Please consider adding subsets of en:wp and other wikis to the default collection of dumps: for instance, all revisions and users and metadata associated with 1000 random articles; or all metadata and revisions of articles touched by 1000 random users, along with their userspace pages. Here randomness could mean almost-even distribution across the set of all users with at least one edit, or articles that are not blank or redirects. Deciding how to randomize and what to select is not trivial; if you are interested in doing this, please ping the wiki-research-l list for more specific details on what good random subsets would include. +sj | help with translation |+

Latest enwiki dump for which pagelinks.sql.gz got successfully generated[edit]

Hi, I've been looking for the latest enwiki dump that has page-to-page link records, but I couldn't find any at http://download.wikimedia.org/enwiki/ (every dump shows "failed" status for it). Where can I find such an instance?

I'm looking for the same thing - could anyone point me to it? Martinp23 17:16, 14 May 2007 (UTC)

Full-history articles-only dump[edit]

It would be useful for research purposes to have a dump of all the content pages with full history, but not all the 'fluff' such as talk and user pages. This would fit a middle-ground between the current-version-only dumps, and the history-of-everthing gargantuan dump.--152.78.61.53 10:33, 2 May 2007 (UTC)

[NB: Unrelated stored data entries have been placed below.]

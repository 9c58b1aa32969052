use ac_agent::{AgentSnapshot, AgentStatus, BufferStats, OutputChunk, TabSnapshot, TabStatus};
use serde::{Deserialize, Serialize};
use uuid::Uuid;

/// Frames a browser sends over `/ws`.
#[derive(Debug, Deserialize)]
#[serde(tag = "type", rename_all = "kebab-case", rename_all_fields = "camelCase")]
pub enum ClientMessage {
    Attach {
        agent_id: Uuid,
        #[serde(default)]
        tab_id: Option<Uuid>,
        #[serde(default)]
        from_seq: Option<u64>,
    },
    Detach,
    Input {
        data: String,
        #[serde(default)]
        tab_id: Option<Uuid>,
    },
    Resize {
        cols: u16,
        rows: u16,
        #[serde(default)]
        tab_id: Option<Uuid>,
    },
    Start {
        agent_id: Uuid,
        #[serde(default)]
        tab_id: Option<Uuid>,
    },
    Stop {
        agent_id: Uuid,
        #[serde(default)]
        tab_id: Option<Uuid>,
    },
    GainControl,
    CreateTab {
        agent_id: Uuid,
        #[serde(default)]
        name: Option<String>,
    },
    CloseTab {
        agent_id: Uuid,
        tab_id: Uuid,
    },
    SyncOutput {
        agent_id: Uuid,
        tab_id: Uuid,
        from_seq: u64,
    },
    GetBufferStats {
        agent_id: Uuid,
        tab_id: Uuid,
    },
}

/// Frames the server sends back.
#[derive(Debug, Clone, Serialize)]
#[serde(tag = "type", rename_all = "kebab-case", rename_all_fields = "camelCase")]
pub enum ServerMessage {
    Output {
        data: String,
        tab_id: Uuid,
        seq: u64,
    },
    OutputSync {
        chunks: Vec<OutputChunk>,
        tab_id: Uuid,
        last_seq: i64,
    },
    Attached {
        agent_id: Uuid,
        tab_id: Uuid,
        has_control: bool,
        last_seq: i64,
    },
    Detached,
    AgentStatus {
        agent_id: Uuid,
        status: AgentStatus,
    },
    TabStatus {
        agent_id: Uuid,
        tab_id: Uuid,
        status: TabStatus,
    },
    TabCreated {
        agent_id: Uuid,
        tab: TabSnapshot,
    },
    TabClosed {
        agent_id: Uuid,
        tab_id: Uuid,
    },
    AgentsUpdated {
        agents: Vec<AgentSnapshot>,
    },
    ControlChanged {
        has_control: bool,
    },
    BufferStats {
        agent_id: Uuid,
        tab_id: Uuid,
        stats: BufferStats,
    },
    Error {
        message: String,
    },
}

#[cfg(test)]
mod tests {
    use super::*;

    #[test]
    fn attach_parses_with_optional_fields() {
        let msg: ClientMessage = serde_json::from_str(
            r#"{"type": "attach", "agentId": "6a0f5a00-0000-4000-8000-000000000001"}"#,
        )
        .unwrap();
        match msg {
            ClientMessage::Attach {
                agent_id,
                tab_id,
                from_seq,
            } => {
                assert_eq!(
                    agent_id.to_string(),
                    "6a0f5a00-0000-4000-8000-000000000001"
                );
                assert!(tab_id.is_none());
                assert!(from_seq.is_none());
            }
            other => panic!("unexpected message: {other:?}"),
        }
    }

    #[test]
    fn attach_parses_from_seq() {
        let msg: ClientMessage = serde_json::from_str(
            r#"{"type": "attach", "agentId": "6a0f5a00-0000-4000-8000-000000000001", "fromSeq": 17}"#,
        )
        .unwrap();
        assert!(matches!(
            msg,
            ClientMessage::Attach {
                from_seq: Some(17),
                ..
            }
        ));
    }

    #[test]
    fn gain_control_is_a_bare_tag() {
        let msg: ClientMessage = serde_json::from_str(r#"{"type": "gain-control"}"#).unwrap();
        assert!(matches!(msg, ClientMessage::GainControl));
    }

    #[test]
    fn input_defaults_tab_to_none() {
        let msg: ClientMessage =
            serde_json::from_str(r#"{"type": "input", "data": "ls\n"}"#).unwrap();
        match msg {
            ClientMessage::Input { data, tab_id } => {
                assert_eq!(data, "ls\n");
                assert!(tab_id.is_none());
            }
            other => panic!("unexpected message: {other:?}"),
        }
    }

    #[test]
    fn unknown_tag_is_an_error() {
        let result = serde_json::from_str::<ClientMessage>(r#"{"type": "reboot"}"#);
        assert!(result.is_err());
    }

    #[test]
    fn output_serializes_kebab_tag_and_camel_fields() {
        let msg = ServerMessage::Output {
            data: "hi\n".to_string(),
            tab_id: Uuid::nil(),
            seq: 3,
        };
        let json = serde_json::to_value(&msg).unwrap();
        assert_eq!(json["type"], "output");
        assert_eq!(json["data"], "hi\n");
        assert_eq!(json["seq"], 3);
        assert!(json.get("tabId").is_some());
    }

    #[test]
    fn attached_serializes_has_control_and_last_seq() {
        let msg = ServerMessage::Attached {
            agent_id: Uuid::nil(),
            tab_id: Uuid::nil(),
            has_control: true,
            last_seq: -1,
        };
        let json = serde_json::to_value(&msg).unwrap();
        assert_eq!(json["type"], "attached");
        assert_eq!(json["hasControl"], true);
        assert_eq!(json["lastSeq"], -1);
    }

    #[test]
    fn output_sync_carries_chunk_list() {
        let msg = ServerMessage::OutputSync {
            chunks: vec![OutputChunk {
                seq: 0,
                data: "hi\n".to_string(),
                timestamp: 123,
            }],
            tab_id: Uuid::nil(),
            last_seq: 0,
        };
        let json = serde_json::to_value(&msg).unwrap();
        assert_eq!(json["type"], "output-sync");
        assert_eq!(json["chunks"][0]["seq"], 0);
        assert_eq!(json["chunks"][0]["data"], "hi\n");
        assert_eq!(json["lastSeq"], 0);
    }

    #[test]
    fn control_changed_is_a_boolean_for_the_receiver() {
        let msg = ServerMessage::ControlChanged { has_control: false };
        let json = serde_json::to_value(&msg).unwrap();
        assert_eq!(json["type"], "control-changed");
        assert_eq!(json["hasControl"], false);
    }

    #[test]
    fn detached_serializes_as_bare_tag() {
        let json = serde_json::to_value(&ServerMessage::Detached).unwrap();
        assert_eq!(json["type"], "detached");
    }
}
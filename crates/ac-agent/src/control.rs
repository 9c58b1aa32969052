use crate::events::{Event, EventBus};
use std::collections::HashMap;
use std::sync::{Arc, Mutex};
use uuid::Uuid;

/// Tracks which subscriber may write to each `(agent, tab)` pair.
///
/// Gaining control always succeeds, stealing from any current owner; the
/// displaced owner learns about it through a `ControlChanged` event and
/// becomes view-only. Product behavior, not an oversight.
pub struct ControlRegistry {
    owners: Mutex<HashMap<(Uuid, Uuid), Uuid>>,
    bus: EventBus,
}

impl ControlRegistry {
    pub fn new(bus: EventBus) -> Arc<Self> {
        Arc::new(Self {
            owners: Mutex::new(HashMap::new()),
            bus,
        })
    }

    /// Unconditionally take control of the tab for `subscriber_id`.
    pub fn try_gain_control(&self, agent_id: Uuid, tab_id: Uuid, subscriber_id: Uuid) {
        let previous = self
            .lock()
            .insert((agent_id, tab_id), subscriber_id);
        if previous != Some(subscriber_id) {
            tracing::debug!(%agent_id, %tab_id, %subscriber_id, ?previous, "control taken");
        }
        self.bus.publish(Event::ControlChanged {
            agent_id,
            tab_id,
            new_owner: Some(subscriber_id),
        });
    }

    /// Claim control only when the tab is currently unowned (attach path).
    /// Returns whether `subscriber_id` holds control afterwards.
    pub fn claim_if_unowned(&self, agent_id: Uuid, tab_id: Uuid, subscriber_id: Uuid) -> bool {
        *self
            .lock()
            .entry((agent_id, tab_id))
            .or_insert(subscriber_id)
            == subscriber_id
    }

    pub fn owner_of(&self, agent_id: Uuid, tab_id: Uuid) -> Option<Uuid> {
        self.lock().get(&(agent_id, tab_id)).copied()
    }

    pub fn is_owner(&self, agent_id: Uuid, tab_id: Uuid, subscriber_id: Uuid) -> bool {
        self.owner_of(agent_id, tab_id) == Some(subscriber_id)
    }

    /// Release control if (and only if) `subscriber_id` currently owns it.
    pub fn release(&self, agent_id: Uuid, tab_id: Uuid, subscriber_id: Uuid) {
        let released = {
            let mut owners = self.lock();
            match owners.get(&(agent_id, tab_id)) {
                Some(owner) if *owner == subscriber_id => {
                    owners.remove(&(agent_id, tab_id));
                    true
                }
                _ => false,
            }
        };
        if released {
            self.bus.publish(Event::ControlChanged {
                agent_id,
                tab_id,
                new_owner: None,
            });
        }
    }

    /// Release everything a disconnecting subscriber owns.
    pub fn release_all(&self, subscriber_id: Uuid) {
        let released: Vec<(Uuid, Uuid)> = {
            let mut owners = self.lock();
            let keys: Vec<(Uuid, Uuid)> = owners
                .iter()
                .filter(|(_, owner)| **owner == subscriber_id)
                .map(|(key, _)| *key)
                .collect();
            for key in &keys {
                owners.remove(key);
            }
            keys
        };
        for (agent_id, tab_id) in released {
            self.bus.publish(Event::ControlChanged {
                agent_id,
                tab_id,
                new_owner: None,
            });
        }
    }

    /// Drop the entry for a closed tab without publishing.
    pub(crate) fn clear_tab(&self, agent_id: Uuid, tab_id: Uuid) {
        self.lock().remove(&(agent_id, tab_id));
    }

    /// Drop all entries for a deleted agent without publishing.
    pub(crate) fn clear_agent(&self, agent_id: Uuid) {
        self.lock().retain(|(owner_agent, _), _| *owner_agent != agent_id);
    }

    fn lock(&self) -> std::sync::MutexGuard<'_, HashMap<(Uuid, Uuid), Uuid>> {
        self.owners.lock().unwrap_or_else(|e| e.into_inner())
    }
}
impl AgentRegistry {
    pub fn new(
        bus: EventBus,
        control: Arc<ControlRegistry>,
        coordinator: Arc<WorktreeCoordinator>,
        store: Arc<LocalStore>,
        config: SharedConfig,
        paths: ConsolePaths,
    ) -> Arc<Self> {
        Arc::new(Self {
            agents: RwLock::new(HashMap::new()),
            bus,
            control,
            coordinator,
            store,
            config,
            paths,
        })
    }

    pub fn bus(&self) -> &EventBus {
        &self.bus
    }

    pub fn control(&self) -> &Arc<ControlRegistry> {
        &self.control
    }

    pub async fn create(
        &self,
        name: &str,
        source_repo: PathBuf,
    ) -> Result<AgentSnapshot, AgentError> {
        let agent_id = Uuid::new_v4();
        let branch = branch_name_for(name, agent_id);
        let (work_dir, branch) = self
            .coordinator
            .create_worktree(&source_repo, agent_id, &branch)
            .await?;

        let record = AgentRecord::new(
            agent_id,
            name.to_string(),
            source_repo.clone(),
            work_dir,
            branch,
            chrono::Utc::now().timestamp_millis(),
        );
        record.add_tab(TabSession::new(
            agent_id,
            DEFAULT_TAB_NAME.to_string(),
            self.bus.clone(),
        ));

        self.agents.write().await.insert(agent_id, record.clone());

        self.store.upsert_agent(record.to_persisted(None));
        self.store
            .push_recent_repo(&source_repo.to_string_lossy());

        tracing::info!(agent_id = %agent_id, name, "agent created");
        self.publish_agents_updated().await;
        Ok(record.snapshot())
    }

    /// Stop every tab, clear control, remove the worktree (best effort) and
    /// the persistence entry.
    pub async fn delete(&self, agent_id: Uuid) -> Result<(), AgentError> {
        let record = self
            .agents
            .write()
            .await
            .remove(&agent_id)
            .ok_or(AgentError::AgentNotFound(agent_id))?;

        for tab in record.tabs() {
            tab.stop(&record, &self.bus).await;
            tab.buffer().close();
        }
        self.control.clear_agent(agent_id);

        self.coordinator
            .remove_worktree(&record.source_repo, agent_id)
            .await;
        self.store.remove_agent(agent_id);

        tracing::info!(agent_id = %agent_id, "agent deleted");
        self.publish_agents_updated().await;
        Ok(())
    }

    pub async fn record(&self, agent_id: Uuid) -> Result<Arc<AgentRecord>, AgentError> {
        self.agents
            .read()
            .await
            .get(&agent_id)
            .cloned()
            .ok_or(AgentError::AgentNotFound(agent_id))
    }

    pub async fn get(&self, agent_id: Uuid) -> Option<AgentSnapshot> {
        self.agents
            .read()
            .await
            .get(&agent_id)
            .map(|record| record.snapshot())
    }

    pub async fn list(&self) -> Vec<AgentSnapshot> {
        let mut snapshots: Vec<AgentSnapshot> = self
            .agents
            .read()
            .await
            .values()
            .map(|record| record.snapshot())
            .collect();
        snapshots.sort_by_key(|a| (a.created_at, a.id));
        snapshots
    }

    pub async fn create_tab(
        &self,
        agent_id: Uuid,
        name: Option<String>,
    ) -> Result<TabSnapshot, AgentError> {
        let record = self.record(agent_id).await?;
        let name =
            name.unwrap_or_else(|| format!("{} {}", DEFAULT_TAB_NAME, record.tab_count() + 1));
        let tab = TabSession::new(agent_id, name, self.bus.clone());
        let snapshot = TabSnapshot {
            id: tab.id,
            name: tab.name.clone(),
            status: tab.status(),
        };
        record.add_tab(tab);

        self.bus.publish(Event::TabCreated {
            agent_id,
            tab: snapshot.clone(),
        });
        self.publish_agents_updated().await;
        Ok(snapshot)
    }

    pub async fn close_tab(&self, agent_id: Uuid, tab_id: Uuid) -> Result<(), AgentError> {
        let record = self.record(agent_id).await?;
        let tab = record
            .take_tab(tab_id)
            .ok_or(AgentError::TabNotFound(tab_id))?;

        tab.stop(&record, &self.bus).await;
        tab.buffer().close();
        self.control.clear_tab(agent_id, tab_id);

        self.bus.publish(Event::TabClosed { agent_id, tab_id });
        self.publish_agents_updated().await;
        Ok(())
    }

    /// Resolve a tab: explicit id, or the agent's first tab.
    pub async fn resolve_tab(
        &self,
        agent_id: Uuid,
        tab_id: Option<Uuid>,
    ) -> Result<(Arc<AgentRecord>, Arc<TabSession>), AgentError> {
        let record = self.record(agent_id).await?;
        let tab = match tab_id {
            Some(id) => record.tab(id).ok_or(AgentError::TabNotFound(id))?,
            None => record.first_tab().ok_or(AgentError::NoTabs(agent_id))?,
        };
        Ok((record, tab))
    }

    /// Lazily spawn the tab's PTY (idempotent when already running).
    pub async fn start_tab(
        &self,
        agent_id: Uuid,
        tab_id: Option<Uuid>,
        cols: u16,
        rows: u16,
    ) -> Result<Arc<TabSession>, AgentError> {
        let (record, tab) = self.resolve_tab(agent_id, tab_id).await?;
        let log = self.open_log(&record, &tab);
        tab.start(&record, &self.bus, log, cols, rows).await?;
        Ok(tab)
    }

    pub async fn stop_tab(&self, agent_id: Uuid, tab_id: Option<Uuid>) -> Result<(), AgentError> {
        let (record, tab) = self.resolve_tab(agent_id, tab_id).await?;
        tab.stop(&record, &self.bus).await;
        Ok(())
    }

    pub async fn write_tab(
        &self,
        agent_id: Uuid,
        tab_id: Uuid,
        data: &[u8],
    ) -> Result<(), AgentError> {
        let (_, tab) = self.resolve_tab(agent_id, Some(tab_id)).await?;
        tab.write(data).await
    }

    pub async fn resize_tab(
        &self,
        agent_id: Uuid,
        tab_id: Uuid,
        cols: u16,
        rows: u16,
    ) -> Result<(), AgentError> {
        let (_, tab) = self.resolve_tab(agent_id, Some(tab_id)).await?;
        tab.resize(cols, rows).await
    }

    pub async fn snapshot_tab(
        &self,
        agent_id: Uuid,
        tab_id: Uuid,
        from_seq: u64,
    ) -> Result<(Vec<OutputChunk>, i64), AgentError> {
        let (_, tab) = self.resolve_tab(agent_id, Some(tab_id)).await?;
        Ok(tab.buffer().snapshot(from_seq))
    }

    pub async fn tab_stats(&self, agent_id: Uuid, tab_id: Uuid) -> Result<BufferStats, AgentError> {
        let (_, tab) = self.resolve_tab(agent_id, Some(tab_id)).await?;
        Ok(tab.buffer().stats())
    }

    /// Re-admit persisted agents whose worktree still exists; each gets one
    /// idle tab seeded with the saved scrollback at seq 0. The rest are
    /// forgotten.
    pub async fn restore_persisted(&self) {
        let saved = self.store.persisted_agents();
        if saved.is_empty() {
            return;
        }

        let mut kept = Vec::new();
        for persisted in saved {
            let work_dir = PathBuf::from(&persisted.work_dir);
            if !work_dir.is_dir() {
                tracing::info!(
                    agent_id = %persisted.id,
                    work_dir = %persisted.work_dir,
                    "dropping persisted agent whose worktree is gone"
                );
                continue;
            }

            let record = AgentRecord::new(
                persisted.id,
                persisted.name.clone(),
                PathBuf::from(&persisted.source_repo),
                work_dir,
                persisted.branch.clone(),
                persisted.created_at,
            );
            let tab = TabSession::new(
                persisted.id,
                DEFAULT_TAB_NAME.to_string(),
                self.bus.clone(),
            );
            if let Some(scrollback) = persisted
                .output_buffer
                .as_deref()
                .filter(|s| !s.is_empty())
            {
                tab.buffer().seed(scrollback.to_string());
            }
            record.add_tab(tab);

            self.agents
                .write()
                .await
                .insert(persisted.id, record.clone());
            kept.push(persisted);
        }

        tracing::info!(count = kept.len(), "restored persisted agents");
        self.store.set_agents(kept);
    }

    /// Graceful shutdown: SIGINT every live PTY, wait up to five seconds,
    /// force-kill stragglers, drain buffers, persist first-tab scrollback.
    pub async fn shutdown(&self) {
        let records: Vec<Arc<AgentRecord>> =
            self.agents.read().await.values().cloned().collect();

        let mut live_tabs = Vec::new();
        for record in &records {
            for tab in record.tabs() {
                if !tab.pty_stopped().await {
                    tab.interrupt().await;
                    live_tabs.push(tab);
                }
            }
        }

        let deadline = tokio::time::Instant::now() + SHUTDOWN_GRACE;
        while tokio::time::Instant::now() < deadline {
            let mut all_stopped = true;
            for tab in &live_tabs {
                if !tab.pty_stopped().await {
                    all_stopped = false;
                    break;
                }
            }
            if all_stopped {
                break;
            }
            tokio::time::sleep(Duration::from_millis(100)).await;
        }

        for tab in &live_tabs {
            if !tab.pty_stopped().await {
                tracing::warn!(tab_id = %tab.id, "PTY did not exit in time, force killing");
                tab.force_kill().await;
            }
        }

        let mut persisted = Vec::new();
        for record in &records {
            for tab in record.tabs() {
                tab.buffer().close();
            }
            let scrollback = record.first_tab().map(|tab| {
                let contents = tab.buffer().contents();
                tail_chars(&contents, SCROLLBACK_PERSIST_MAX_CHARS).to_string()
            });
            persisted.push(record.to_persisted(scrollback));
        }
        persisted.sort_by_key(|a| (a.created_at, a.id));
        self.store.set_agents(persisted);
        tracing::info!(count = records.len(), "registry shut down");
    }

    async fn publish_agents_updated(&self) {
        let agents = self.list().await;
        self.bus.publish(Event::AgentsUpdated { agents });
    }

    fn open_log(&self, record: &AgentRecord, tab: &TabSession) -> Option<SessionLog> {
        let (enabled, log_dir) = {
            let config = self.config.read().unwrap_or_else(|e| e.into_inner());
            (config.log_enabled, config.log_dir.clone())
        };
        if !enabled {
            return None;
        }
        let log_dir = log_dir.unwrap_or_else(|| self.paths.logs_dir());
        match SessionLog::open(&log_dir, &record.name, &tab.name, &record.work_dir) {
            Ok(log) => Some(log),
            Err(err) => {
                tracing::warn!(
                    agent = %record.name,
                    tab = %tab.name,
                    error = %err,
                    "could not open session log, continuing without"
                );
                None
            }
        }
    }
}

Regular Wikipedia xml dump seems to be corrupted[edit]

I have been trying to download pages-articles.xml.bz2 and it downloads a file of about 700b of size (<1k). bz2 says this is corrupted . Would it be possible to redump or point to an older but working version of the xml dump? There is currently no version available.

Are you downloading this file [2]? You're probably looking for this one [3]. --69.91.62.221 22:19, 20 May 2007 (UTC)

Dump schedule[edit]

Is there any way to know what's in the queue to be dumped? The status page at http://download.wikimedia.org/backup-index.html is useful for knowing what's currently being dumped and what was recently dumped, but doesn't let us know what's coming up. Adding that information, as well as some historic dump dates, would let us estimate when any particular dump will be available.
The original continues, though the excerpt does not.